Work item: Output each record exactly. Leave none out.

Records provided: Begin

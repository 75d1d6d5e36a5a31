//! # clerk-sync types
//!
//! Data model shared by the clerk-sync crates:
//!
//! - [`SigningKey`] / [`KeySet`] - the provider's public verification keys
//! - [`SessionClaims`] - the verified payload of a session token
//! - [`UserRecord`] - a directory user, mostly passed through to the UI
//! - [`error`] - verification, directory and configuration failures
//!
//! This crate performs no I/O.

#![deny(unsafe_code)]
#![warn(missing_docs)]

pub mod claims;
pub mod error;
pub mod keys;
pub mod user;

pub use claims::SessionClaims;
pub use error::{AuthError, ConfigurationError, DirectoryError, VerificationError};
pub use keys::{KeySet, SigningKey};
pub use user::{EmailAddress, PhoneNumber, UserRecord, Verification};
/// `time_signal()`: a bare timestamp, usually qualified by segmentation
/// descriptors.
#[derive(Debug, Clone, Copy, PartialEq, Eq)]
#[cfg_attr(feature = "serde", derive(Serialize, Deserialize))]
pub struct TimeSignal {
    pub splice_time: SpliceTime,
}

/// `private_command()`: an identifier followed by vendor-defined bytes.
#[derive(Debug, Clone, PartialEq, Eq)]
#[cfg_attr(feature = "serde", derive(Serialize, Deserialize))]
pub struct PrivateCommand {
    pub identifier: u32,
    #[cfg_attr(feature = "serde", serde(with = "crate::hex_serde"))]
    pub private_bytes: Vec<u8>,
}

impl PrivateCommand {
    fn read_from(reader: &mut BitReader, declared_len: Option<usize>) -> DecodeResult<Self> {
        let offset = reader.byte_offset();
        let Some(declared_len) = declared_len else {
            return Err(DecodeError::InvalidField {
                field: "splice_command_length",
                offset,
                reason: "the 0xFFF sentinel cannot size a private_command".to_string(),
            });
        };
        let Some(data_len) = declared_len.checked_sub(4) else {
            return Err(DecodeError::InvalidField {
                field: "splice_command_length",
                offset,
                reason: format!("{declared_len} bytes cannot hold a private_command identifier"),
            });
        };
        Ok(PrivateCommand {
            identifier: reader.read_u32()?,
            private_bytes: reader.read_bytes(data_len)?,
        })
    }
}

impl Encodable for PrivateCommand {
    fn encode(&self, writer: &mut BitWriter) -> EncodeResult<()> {
        writer.write_bits(u64::from(self.identifier), 32)?;
        writer.write_bytes(&self.private_bytes)
    }
}

/// Ciphertext of an encrypted section: every byte from
/// `splice_command_type` through the alignment stuffing.
#[derive(Debug, Clone, PartialEq, Eq)]
#[cfg_attr(feature = "serde", derive(Serialize, Deserialize))]
pub struct EncryptedCommand {
    #[cfg_attr(feature = "serde", serde(with = "crate::hex_serde"))]
    pub payload: Vec<u8>,
}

Records provided: End

Expected answer:
repository 75d1d6d5e36a5a31
//! # clerk-sync types
//!
//! Data model shared by the clerk-sync crates:
//!
//! - [`SigningKey`] / [`KeySet`] - the provider's public verification keys
//! - [`SessionClaims`] - the verified payload of a session token
//! - [`UserRecord`] - a directory user, mostly passed through to the UI
//! - [`error`] - verification, directory and configuration failures
//!
//! This crate performs no I/O.

#![deny(unsafe_code)]
#![warn(missing_docs)]

pub mod claims;
pub mod error;
pub mod keys;
pub mod user;

pub use claims::SessionClaims;
pub use error::{AuthError, ConfigurationError, DirectoryError, VerificationError};
pub use keys::{KeySet, SigningKey};
pub use user::{EmailAddress, PhoneNumber, UserRecord, Verification};
/// `time_signal()`: a bare timestamp, usually qualified by segmentation
/// descriptors.
#[derive(Debug, Clone, Copy, PartialEq, Eq)]
#[cfg_attr(feature = "serde", derive(Serialize, Deserialize))]
pub struct TimeSignal {
    pub splice_time: SpliceTime,
}

/// `private_command()`: an identifier followed by vendor-defined bytes.
#[derive(Debug, Clone, PartialEq, Eq)]
#[cfg_attr(feature = "serde", derive(Serialize, Deserialize))]
pub struct PrivateCommand {
    pub identifier: u32,
    #[cfg_attr(feature = "serde", serde(with = "crate::hex_serde"))]
    pub private_bytes: Vec<u8>,
}

impl PrivateCommand {
    fn read_from(reader: &mut BitReader, declared_len: Option<usize>) -> DecodeResult<Self> {
        let offset = reader.byte_offset();
        let Some(declared_len) = declared_len else {
            return Err(DecodeError::InvalidField {
                field: "splice_command_length",
                offset,
                reason: "the 0xFFF sentinel cannot size a private_command".to_string(),
            });
        };
        let Some(data_len) = declared_len.checked_sub(4) else {
            return Err(DecodeError::InvalidField {
                field: "splice_command_length",
                offset,
                reason: format!("{declared_len} bytes cannot hold a private_command identifier"),
            });
        };
        Ok(PrivateCommand {
            identifier: reader.read_u32()?,
            private_bytes: reader.read_bytes(data_len)?,
        })
    }
}

impl Encodable for PrivateCommand {
    fn encode(&self, writer: &mut BitWriter) -> EncodeResult<()> {
        writer.write_bits(u64::from(self.identifier), 32)?;
        writer.write_bytes(&self.private_bytes)
    }
}

/// Ciphertext of an encrypted section: every byte from
/// `splice_command_type` through the alignment stuffing.
#[derive(Debug, Clone, PartialEq, Eq)]
#[cfg_attr(feature = "serde", derive(Serialize, Deserialize))]
pub struct EncryptedCommand {
    #[cfg_attr(feature = "serde", serde(with = "crate::hex_serde"))]
    pub payload: Vec<u8>,
}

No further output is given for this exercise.